Japanese consumers have borne the brunt of Abenomics even as the government has coddled Japan Inc., and as the Bank of Japan’s no-holds-barred money-printing campaign has pumped up the stock market.
They’ve had to digest a jump in the consumption tax, declining real incomes, and a devalued yen that makes import purchases, such as gasoline and a million other things, more expensive and that moves trips to foreign countries, long a cherished activity for the inhabitants of the island nation, out of reach.
It has shown up in the Consumer Confidence Index, released today by the Cabinet Office. The survey, covering households of two or more persons, paints a dreary picture. In July, the index fell 1.4 points to 40.3, the lowest level in six months. All sub-indices were down: “overall livelihood” fell to 38.1; “income growth” – a sad joke in Japan – fell to 39.6; “employment” fell to 44.7; and “willingness to buy durable goods,” such as cars, fell to 38.8.
Japanese households haven’t been exactly an enthusiastic lot. In the years between 2004 and 2007, the Consumer Confidence Index ranged from 45 to 50. But in early 2007, it began diving. By the time their general malaise had pushed the index down into the mid-30 range, the Financial Crisis blew up, pushing the index down even further. It bottomed out at 27. Consumer confidence then regained some feeble momentum to vacillate between 40 and 43, only to be felled by the horrific earthquake and tsunami of March 2011.
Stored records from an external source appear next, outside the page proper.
/// Uniform input of the probe kernel. Matches the std140 block in `probe_ray.comp`.
#[repr(C)]
#[derive(Debug, Clone, Copy, PartialEq, Pod, Zeroable)]
pub struct ProbeRay {
    pub origin: [f32; 3],
    pub t_min: f32,
    pub direction: [f32; 3],
    pub t_max: f32,
}

/// Output of the probe kernel.
#[repr(C)]
#[derive(Debug, Clone, Copy, PartialEq, Pod, Zeroable)]
pub struct ProbeHit {
    /// 1 on a committed triangle hit, 0 on a miss.
    pub hit: u32,
    pub instance_id: u32,
    pub primitive_index: u32,
    pub t: f32,
}

impl ProbeHit {
    pub const MISS: Self = Self {
        hit: 0,
        instance_id: 0,
        primitive_index: 0,
        t: 0.0,
    };

    pub const fn is_hit(&self) -> bool {
        self.hit != 0
    }
}

/// Result of [`asset_upload_readback`].
#[derive(Debug, Clone, Copy, PartialEq, Eq)]
pub struct UploadReport {
    pub bytes: u64,
}

/// Result of [`cleared_attachment_readback`].
#[derive(Debug, Clone, Copy, PartialEq, Eq)]
pub struct ClearReport {
    pub texels: u32,
    /// The clear color as packed in every texel.
    pub word: u32,
}

/// Result of [`compacted_triangle_probe`].
#[derive(Debug, Clone, Copy, PartialEq)]
pub struct ProbeReport {
    pub non_compacted_size: u64,
    pub compacted_size: u64,
    pub hit: ProbeHit,
}

/// Deterministic test pattern, distinct in every word.
pub fn upload_pattern(len: usize) -> Vec<u8> {
    (0..len / 4)
        .flat_map(|i| (i as u32).wrapping_mul(0x9E37_79B9).to_le_bytes())
        .collect()
}

/// Upload a storage asset on the upload queue, hand it to the graphics queue
/// and copy it into a readback buffer with a compute kernel.
///
/// Fails with [`TestError::Mismatch`] unless the readback equals the pattern.
pub fn asset_upload_readback<A: ScenarioBackend>(harness: &Harness<A>) -> Result<UploadReport> {
    let device = harness.device();
    let pattern = upload_pattern(UPLOAD_SIZE as usize);

    let staging = device.create_buffer(BufferKind::StagingUpload, UPLOAD_SIZE)?;
    staging.write_bytes(0, &pattern)?;
    let asset = device.create_buffer(BufferKind::StorageAsset, UPLOAD_SIZE)?;
    let readback = device.create_buffer(BufferKind::Readback, UPLOAD_SIZE)?;

    let set_layout = device.create_descriptor_set_layout(&[
        DescriptorBinding::single(0, DescriptorType::ReadOnlyStorageBuffer),
        DescriptorBinding::single(1, DescriptorType::StorageBuffer),
    ])?;
    let layout = device.create_pipeline_layout(&[&set_layout])?;
    let pipeline = device.create_compute_pipeline(&layout, &harness.shaders().copy)?;
    let mut set = device.create_descriptor_set(&set_layout)?;
    device.write_descriptor_set(
        &mut set,
        0,
        0,
        DescriptorResources::ReadOnlyStorageBuffers(&[asset.as_read_only_storage()]),
    );
    device.write_descriptor_set(
        &mut set,
        1,
        0,
        DescriptorResources::StorageBuffers(&[readback.as_storage()]),
    );

    let mut upload = device.create_upload_command_buffer()?;
    let mut graphics = device.create_graphics_command_buffer()?;
    let submitted = (|| -> Result<()> {
        upload.begin()?;
        upload.upload_buffer(&asset, 0, &staging, 0, UPLOAD_SIZE);
        upload.release(&TransferAssets::buffers(&[&asset]));
        upload.end()?;

        graphics.begin()?;
        graphics.acquire(&TransferAssets::buffers(&[&asset]));
        graphics.begin_debug_label("copy asset");
        graphics.compute_pass_load(&[readback.as_storage()], &[]);
        graphics.bind_compute_pipeline(&pipeline);
        graphics.bind_compute_descriptor_sets(&layout, &[&set], &[]);
        graphics.dispatch(UPLOAD_SIZE.div_ceil(COPY_GROUP_BYTES) as u32, 1, 1);
        graphics.compute_pass_store(&[readback.as_storage()], &[]);
        graphics.end_debug_label();
        graphics.end()?;

        harness.submit_pair_and_wait(&upload, &graphics)
    })();

    let mut out = vec![0; pattern.len()];
    let read = submitted.and_then(|()| Ok(readback.read_bytes(0, &mut out)?));

    device.destroy_upload_command_buffer(upload);
    device.destroy_graphics_command_buffer(graphics);
    device.destroy_descriptor_set(set);
    device.destroy_compute_pipeline(pipeline);
    device.destroy_pipeline_layout(layout);
    device.destroy_descriptor_set_layout(set_layout);
    for buffer in [staging, asset, readback] {
        device.destroy_buffer(buffer);
    }
    read?;

    if let Some(index) = out.iter().zip(&pattern).position(|(a, b)| a != b) {
        return Err(TestError::Mismatch(format!(
            "readback differs at byte {index}: {:#04x} != {:#04x}",
            out[index], pattern[index]
        )));
    }
    info!(bytes = UPLOAD_SIZE, "asset upload read back intact");
    Ok(UploadReport { bytes: UPLOAD_SIZE })
}

/// Width and height of the attachment in [`cleared_attachment_readback`].
pub const TARGET_EXTENT: u32 = 16;
/// Clear color of the attachment in [`cleared_attachment_readback`].
pub const CLEAR_COLOR: [f32; 4] = [1.0, 0.0, 1.0, 1.0];

/// Clear a sampled color attachment and a depth attachment in a render pass,
/// then sample the color attachment from a compute kernel into a readback
/// buffer.
///
/// Fails with [`TestError::Mismatch`] unless every texel holds the clear color.
pub fn cleared_attachment_readback<A: ScenarioBackend>(harness: &Harness<A>) -> Result<ClearReport> {
    let device = harness.device();
    let color_format = ColorAttachmentImageFormat::R8G8B8A8Unorm;
    let depth_format = harness.capabilities().depth_attachment_format;
    let texels = TARGET_EXTENT * TARGET_EXTENT;

    let render_pass = device.create_render_pass(
        &[ColorAttachmentDesc {
            format: color_format,
            load: ColorLoadOp::Clear,
            store: ColorStoreOp::FlushForSampledImage,
        }],
        Some(DepthStencilAttachmentDesc {
            format: depth_format,
            load: DepthStencilLoadOp::Clear,
            store: DepthStencilStoreOp::DontCare,
        }),
    )?;
    let color = device.create_target_image(
        TargetImageKind::ColorAttachment(color_format),
        TARGET_EXTENT,
        TARGET_EXTENT,
        true,
    )?;
    let depth = device.create_target_image(
        TargetImageKind::DepthStencilAttachment(depth_format),
        TARGET_EXTENT,
        TARGET_EXTENT,
        false,
    )?;
    let frame_buffer = device.create_frame_buffer(
        &render_pass,
        TARGET_EXTENT,
        TARGET_EXTENT,
        &[&color],
        Some(&depth),
    )?;
    let sampler = device.create_sampler(SamplerFilter::Nearest)?;
    let readback = device.create_buffer(BufferKind::Readback, u64::from(texels) * 4)?;

    let set_layout = device.create_descriptor_set_layout(&[
        DescriptorBinding::single(0, DescriptorType::SampledImage),
        DescriptorBinding::single(1, DescriptorType::Sampler),
        DescriptorBinding::single(2, DescriptorType::StorageBuffer),
    ])?;
    let layout = device.create_pipeline_layout(&[&set_layout])?;
    let pipeline = device.create_compute_pipeline(&layout, &harness.shaders().read_target)?;
    let mut set = device.create_descriptor_set(&set_layout)?;
    device.write_descriptor_set(
        &mut set,
        0,
        0,
        DescriptorResources::SampledTargetImages(&[color.as_sampled()]),
    );
    device.write_descriptor_set(&mut set, 1, 0, DescriptorResources::Samplers(&[&sampler]));
    device.write_descriptor_set(
        &mut set,
        2,
        0,
        DescriptorResources::StorageBuffers(&[readback.as_storage()]),
    );

    let mut graphics = device.create_graphics_command_buffer()?;
    let submitted = (|| -> Result<()> {
        graphics.begin()?;
        graphics.begin_debug_label("clear attachments");
        graphics.begin_render_pass(
            &render_pass,
            &frame_buffer,
            TARGET_EXTENT,
            TARGET_EXTENT,
            &ClearValues {
                colors: &[CLEAR_COLOR],
                depth: Some(1.0),
                stencil: None,
            },
        );
        graphics.end_render_pass();
        graphics.end_debug_label();
        graphics.compute_pass_load(&[readback.as_storage()], &[]);
        graphics.bind_compute_pipeline(&pipeline);
        graphics.bind_compute_descriptor_sets(&layout, &[&set], &[]);
        graphics.dispatch(TARGET_EXTENT.div_ceil(8), TARGET_EXTENT.div_ceil(8), 1);
        graphics.compute_pass_store(&[readback.as_storage()], &[]);
        graphics.end()?;
        harness.submit_graphics_and_wait(&graphics)
    })();

    let mut out = vec![0; texels as usize * 4];
    let read = submitted.and_then(|()| Ok(readback.read_bytes(0, &mut out)?));

    device.destroy_graphics_command_buffer(graphics);
    device.destroy_descriptor_set(set);
    device.destroy_compute_pipeline(pipeline);
    device.destroy_pipeline_layout(layout);
    device.destroy_descriptor_set_layout(set_layout);
    device.destroy_buffer(readback);
    device.destroy_sampler(sampler);
    device.destroy_frame_buffer(frame_buffer);
    device.destroy_target_image(depth);
    device.destroy_target_image(color);
    device.destroy_render_pass(render_pass);
    read?;

    let expected = color_format.encode_clear(CLEAR_COLOR);
    if let Some(index) = out.chunks_exact(4).position(|texel| texel != expected.as_slice()) {
        return Err(TestError::Mismatch(format!(
            "texel {index} is {:?}, expected the clear color {expected:?}",
            &out[index * 4..index * 4 + 4]
        )));
    }
    let word = u32::from_le_bytes([expected[0], expected[1], expected[2], expected[3]]);
    info!(texels, word = format_args!("{word:#010x}"), "cleared attachment sampled intact");
    Ok(ClearReport { texels, word })
}

/// Vertices of one triangle in the z = 0 plane, containing the origin.
pub fn triangle_vertices() -> Vec<u8> {
    let corners = [
        Vec3::new(-1.0, -1.0, 0.0),
        Vec3::new(1.0, -1.0, 0.0),
        Vec3::new(0.0, 1.0, 0.0),
    ];
    corners
        .iter()
        .flat_map(|c| bytemuck::bytes_of(&c.to_array()).to_vec())
        .collect()
}

/// Instance id given to the probed triangle.
pub const PROBE_INSTANCE_ID: u32 = 7;
/// Distance from the ray origin to the instanced triangle.
pub const PROBE_DISTANCE: f32 = 4.0;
In late 2012, Shinzo Abe rode along on hope, promise, and a huge free lunch: unlimited printed money that would solve all of Japan’s problems. The honeymoon lasted over a year, until May 2013. That’s about when Japanese consumers came in contact with the conflux of rising prices and stagnating or falling incomes mixed with the anticipation of a broad consumption tax increase, effective April 1, 2014. It did its magic and hammered down consumer confidence. Things have been crummy ever since.
And it has mauled auto sales.
The Big Three Japanese automakers, which are global companies, are able to cover the malaise at home through an Abenomics miracle, the debauched yen. It allows them to translate the results from overseas operations and the value of exports into much weaker yen. If they had to report in dollars, they’d look pretty sad. But the market loves it that the debauchery of the yen sprays some superficial gloss on their income statements.
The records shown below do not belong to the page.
//! Compute and graphics pipeline creation.

use crate::descriptors::{VkDescriptorSetLayout, VkPipelineLayout};
use crate::error::{Result, VkError};
use crate::format::compare_op;
use crate::render_pass::VkRenderPass;
use ash::vk;
use std::io::Cursor;
use tessera_core::CompareOp;

/// A compute pipeline.
#[derive(Debug)]
pub struct VkComputePipeline {
    pub(crate) raw: vk::Pipeline,
}

impl VkComputePipeline {
    pub fn raw(&self) -> vk::Pipeline {
        self.raw
    }
}

/// A graphics pipeline for subpass 0 of a render pass.
#[derive(Debug)]
pub struct VkGraphicsPipeline {
    pub(crate) raw: vk::Pipeline,
}

impl VkGraphicsPipeline {
    pub fn raw(&self) -> vk::Pipeline {
        self.raw
    }
}

/// Decode SPIR-V bytes into words, checking size and magic number.
pub fn spirv_words(code: &[u8]) -> Result<Vec<u32>> {
    const MAGIC_NUMBER: u32 = 0x0723_0203;
    let words =
        ash::util::read_spv(&mut Cursor::new(code)).map_err(|e| VkError::ShaderModule(e.to_string()))?;
    if words.first() != Some(&MAGIC_NUMBER) {
        return Err(VkError::ShaderModule("missing SPIR-V magic number".to_string()));
    }
    Ok(words)
}

/// # Safety
/// The device must be valid.
unsafe fn shader_module(device: &ash::Device, code: &[u8], stage: &str) -> Result<vk::ShaderModule> {
    let words = spirv_words(code)?;
    let shader_info = vk::ShaderModuleCreateInfo::default().code(&words);
    device
        .create_shader_module(&shader_info, None)
        .map_err(|e| VkError::ShaderModule(format!("{stage}: {e}")))
}

/// Create a pipeline layout over `set_layouts`.
///
/// # Safety
/// The device and layouts must be valid.
pub unsafe fn create_pipeline_layout(
    device: &ash::Device,
    set_layouts: &[&VkDescriptorSetLayout],
) -> Result<VkPipelineLayout> {
    let raw_layouts: Vec<vk::DescriptorSetLayout> = set_layouts.iter().map(|l| l.raw).collect();
    let layout_info = vk::PipelineLayoutCreateInfo::default().set_layouts(&raw_layouts);
    let raw = device
        .create_pipeline_layout(&layout_info, None)
        .map_err(|e| VkError::PipelineCreation(e.to_string()))?;
    Ok(VkPipelineLayout { raw })
}

/// Create a compute pipeline from SPIR-V bytes with a `main` entry point.
///
/// # Safety
/// The device and layout must be valid.
pub unsafe fn create_compute_pipeline(
    device: &ash::Device,
    layout: &VkPipelineLayout,
    code: &[u8],
) -> Result<VkComputePipeline> {
    let shader_module = shader_module(device, code, "compute")?;

    let stage_info = vk::PipelineShaderStageCreateInfo::default()
        .stage(vk::ShaderStageFlags::COMPUTE)
        .module(shader_module)
        .name(c"main");

    let pipeline_info = vk::ComputePipelineCreateInfo::default()
        .stage(stage_info)
        .layout(layout.raw);

    let pipelines = device
        .create_compute_pipelines(vk::PipelineCache::null(), &[pipeline_info], None)
        .map_err(|(_pipelines, e)| VkError::PipelineCreation(e.to_string()));

    device.destroy_shader_module(shader_module, None);

    let raw = pipelines?
        .into_iter()
        .next()
        .ok_or_else(|| VkError::PipelineCreation("no pipeline returned".to_string()))?;
    Ok(VkComputePipeline { raw })
}

/// Depth state for a pipeline. Without a depth attachment or compare op the
/// depth test and writes are off.
pub fn depth_stencil_state(
    has_depth: bool,
    depth_test: Option<CompareOp>,
) -> vk::PipelineDepthStencilStateCreateInfo<'static> {
    let enabled = has_depth && depth_test.is_some();
    vk::PipelineDepthStencilStateCreateInfo::default()
        .depth_test_enable(enabled)
        .depth_write_enable(enabled)
        .depth_compare_op(depth_test.map_or(vk::CompareOp::ALWAYS, compare_op))
        .depth_bounds_test_enable(false)
        .stencil_test_enable(false)
}

/// Create a graphics pipeline with `main` entry points, no vertex input and
/// dynamic viewport and scissor.
///
/// # Safety
/// The device, render pass and layout must be valid.
pub unsafe fn create_graphics_pipeline(
    device: &ash::Device,
    render_pass: &VkRenderPass,
    layout: &VkPipelineLayout,
    vertex_code: &[u8],
    fragment_code: &[u8],
    depth_test: Option<CompareOp>,
) -> Result<VkGraphicsPipeline> {
    let vert_module = shader_module(device, vertex_code, "vertex")?;
    let frag_module = match shader_module(device, fragment_code, "fragment") {
        Ok(module) => module,
        Err(error) => {
            device.destroy_shader_module(vert_module, None);
            return Err(error);
        }
    };

    let shader_stages = [
        vk::PipelineShaderStageCreateInfo::default()
            .stage(vk::ShaderStageFlags::VERTEX)
            .module(vert_module)
            .name(c"main"),
        vk::PipelineShaderStageCreateInfo::default()
            .stage(vk::ShaderStageFlags::FRAGMENT)
            .module(frag_module)
            .name(c"main"),
    ];

    let vertex_input = vk::PipelineVertexInputStateCreateInfo::default();
    let input_assembly = vk::PipelineInputAssemblyStateCreateInfo::default()
        .topology(vk::PrimitiveTopology::TRIANGLE_LIST)
        .primitive_restart_enable(false);
    let viewport_state = vk::PipelineViewportStateCreateInfo::default()
        .viewport_count(1)
        .scissor_count(1);
    let rasterization = vk::PipelineRasterizationStateCreateInfo::default()
        .depth_clamp_enable(false)
        .rasterizer_discard_enable(false)
        .polygon_mode(vk::PolygonMode::FILL)
        .cull_mode(vk::CullModeFlags::NONE)
        .front_face(vk::FrontFace::COUNTER_CLOCKWISE)
        .depth_bias_enable(false)
        .line_width(1.0);
    let multisampling = vk::PipelineMultisampleStateCreateInfo::default()
        .rasterization_samples(vk::SampleCountFlags::TYPE_1)
        .sample_shading_enable(false);
    let depth_stencil = depth_stencil_state(render_pass.depth_stencil.is_some(), depth_test);

    let color_blend_attachments: Vec<_> = render_pass
        .color
        .iter()
        .map(|_| {
            vk::PipelineColorBlendAttachmentState::default()
                .blend_enable(false)
                .color_write_mask(vk::ColorComponentFlags::RGBA)
        })
        .collect();
    let color_blending = vk::PipelineColorBlendStateCreateInfo::default()
        .logic_op_enable(false)
        .attachments(&color_blend_attachments);

    let dynamic_states = [vk::DynamicState::VIEWPORT, vk::DynamicState::SCISSOR];
    let dynamic_state = vk::PipelineDynamicStateCreateInfo::default().dynamic_states(&dynamic_states);

    let pipeline_info = vk::GraphicsPipelineCreateInfo::default()
        .stages(&shader_stages)
        .vertex_input_state(&vertex_input)
        .input_assembly_state(&input_assembly)
        .viewport_state(&viewport_state)
        .rasterization_state(&rasterization)
        .multisample_state(&multisampling)
        .depth_stencil_state(&depth_stencil)
        .color_blend_state(&color_blending)
        .dynamic_state(&dynamic_state)
        .layout(layout.raw)
        .render_pass(render_pass.raw)
        .subpass(0);

    let pipelines = device
        .create_graphics_pipelines(vk::PipelineCache::null(), &[pipeline_info], None)
        .map_err(|(_pipelines, e)| VkError::PipelineCreation(e.to_string()));

    device.destroy_shader_module(vert_module, None);
    device.destroy_shader_module(frag_module, None);

    let raw = pipelines?
        .into_iter()
        .next()
        .ok_or_else(|| VkError::PipelineCreation("no pipeline returned".to_string()))?;
    Ok(VkGraphicsPipeline { raw })
}

#[cfg(test)]
mod tests {
    use super::*;

    #[test]
    fn rejects_non_spirv_bytes() {
        assert!(matches!(
            spirv_words(b"not spirv"),
            Err(VkError::ShaderModule(_))
        ));
        assert!(matches!(
            spirv_words(&[0u8; 8]),
            Err(VkError::ShaderModule(_))
        ));
    }

    #[test]
    fn decodes_little_endian_words() {
        let mut code = 0x0723_0203u32.to_le_bytes().to_vec();
        code.extend_from_slice(&0x0001_0600u32.to_le_bytes());
        let words = spirv_words(&code).unwrap();
        assert_eq!(words, vec![0x0723_0203, 0x0001_0600]);
    }

    #[test]
    fn depth_writes_need_an_attachment_and_a_compare_op() {
        let tested = depth_stencil_state(true, Some(CompareOp::Greater));
        assert_eq!(tested.depth_test_enable, vk::TRUE);
        assert_eq!(tested.depth_write_enable, vk::TRUE);
        assert_eq!(tested.depth_compare_op, vk::CompareOp::GREATER);

        assert_eq!(depth_stencil_state(true, None).depth_test_enable, vk::FALSE);
        assert_eq!(
            depth_stencil_state(false, Some(CompareOp::Less)).depth_test_enable,
            vk::FALSE
        );
    }
}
The debauched yen is of no help in their home market, however. And total vehicle sales – cars, trucks, and buses – have been cascading down relentlessly.
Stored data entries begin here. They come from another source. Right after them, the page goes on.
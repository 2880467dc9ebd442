//! Backend traits and cross-queue protocols for the Tessera graphics
//! abstraction layer.
//!
//! This crate provides:
//! - The [`Api`] trait tying one backend's object types together
//! - Device, queue and command buffer traits
//! - Capability-checked resource views
//! - Render pass and frame buffer validation
//! - Debug-only ownership shadow state for upload-to-graphics transfers
//! - Barrier planning for `release` / `acquire`
//! - Drivers for the BLAS compaction pipeline and TLAS builds

pub mod blas;
pub mod command;
pub mod device;
pub mod ownership;
pub mod pass;
pub mod queue;
pub mod resource;
pub mod tlas;
pub mod transfer;

pub use blas::{DynamicBlas, MeasuredBlasBatch, RetiringBlasBatch, StaticBlasBatch};
pub use command::{
    DescriptorResources, GraphicsCommandBuffer, ImageTransfer, TransferAssets, TriangleGeometry,
    UploadCommandBuffer,
};
pub use device::Device;
pub use ownership::{OwnershipCell, OwnershipState};
pub use pass::{FrameBuffer, RenderPass};
pub use queue::{GraphicsQueue, UploadQueue};
pub use resource::{
    blas_reference, AccelerationStructure, Buffer, BuildInputView, Image, ReadOnlyStorageView,
    Resource, SampledImageView, StorageImageView, StorageView, TargetImage,
};
pub use tlas::TopLevel;
pub use transfer::{QueueTopology, TransferLedger};

use raw_window_handle::RawDisplayHandle;
use std::fmt;
use tessera_core::Result;

/// One backend's set of object types.
///
/// Every backend object type is an associated type, so the backend is chosen
/// once, statically, and calls dispatch without runtime lookup.
pub trait Api: Clone + fmt::Debug + Sized + 'static {
    /// Backend name used in logs.
    const NAME: &'static str;

    type Device: Device<Self>;
    type GraphicsQueue: GraphicsQueue<Self>;
    type UploadQueue: UploadQueue<Self>;
    type GraphicsCommandBuffer: GraphicsCommandBuffer<Self>;
    type UploadCommandBuffer: UploadCommandBuffer<Self>;
    type Fence: fmt::Debug;

    type DescriptorSetLayout: fmt::Debug;
    type PipelineLayout: fmt::Debug;
    type DescriptorSet: fmt::Debug;
    type ComputePipeline: fmt::Debug;
    type RenderPass: RenderPass;
    type FrameBuffer: FrameBuffer;
    type GraphicsPipeline: fmt::Debug;

    type Buffer: Buffer;
    type Image: Image;
    type TargetImage: TargetImage;
    type Sampler: fmt::Debug;
    type AccelerationStructure: AccelerationStructure;
    type QueryPool: fmt::Debug;

    /// Create a device.
    ///
    /// `display` is the windowing-system connection, passed through to pick
    /// presentation extensions. Pass `None` for headless use.
    fn init_device(display: Option<RawDisplayHandle>, support_ray_tracing: bool)
        -> Result<Self::Device>;

    /// Destroy a device created by [`Api::init_device`]. Every object it
    /// created must already be destroyed.
    fn destroy_device(device: Self::Device);
}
In July, 425,093 total vehicles were registered, according to the Japanese Automobile Manufacturers Association (JAMA), down 7.6% from July last year.
Auto sales are very seasonal in Japan. They surge toward the end of the fiscal year (March 31), with March being the peak month of the year. In April, sales collapse from March, and then revert back toward the mean. Various government incentives tend to skew sales results as well.
The consumption tax hike brought with it some special effects: consumers front-loaded on big-ticket items, including cars; hence the surge in car sales in the three months through March 2014. But it didn’t last long.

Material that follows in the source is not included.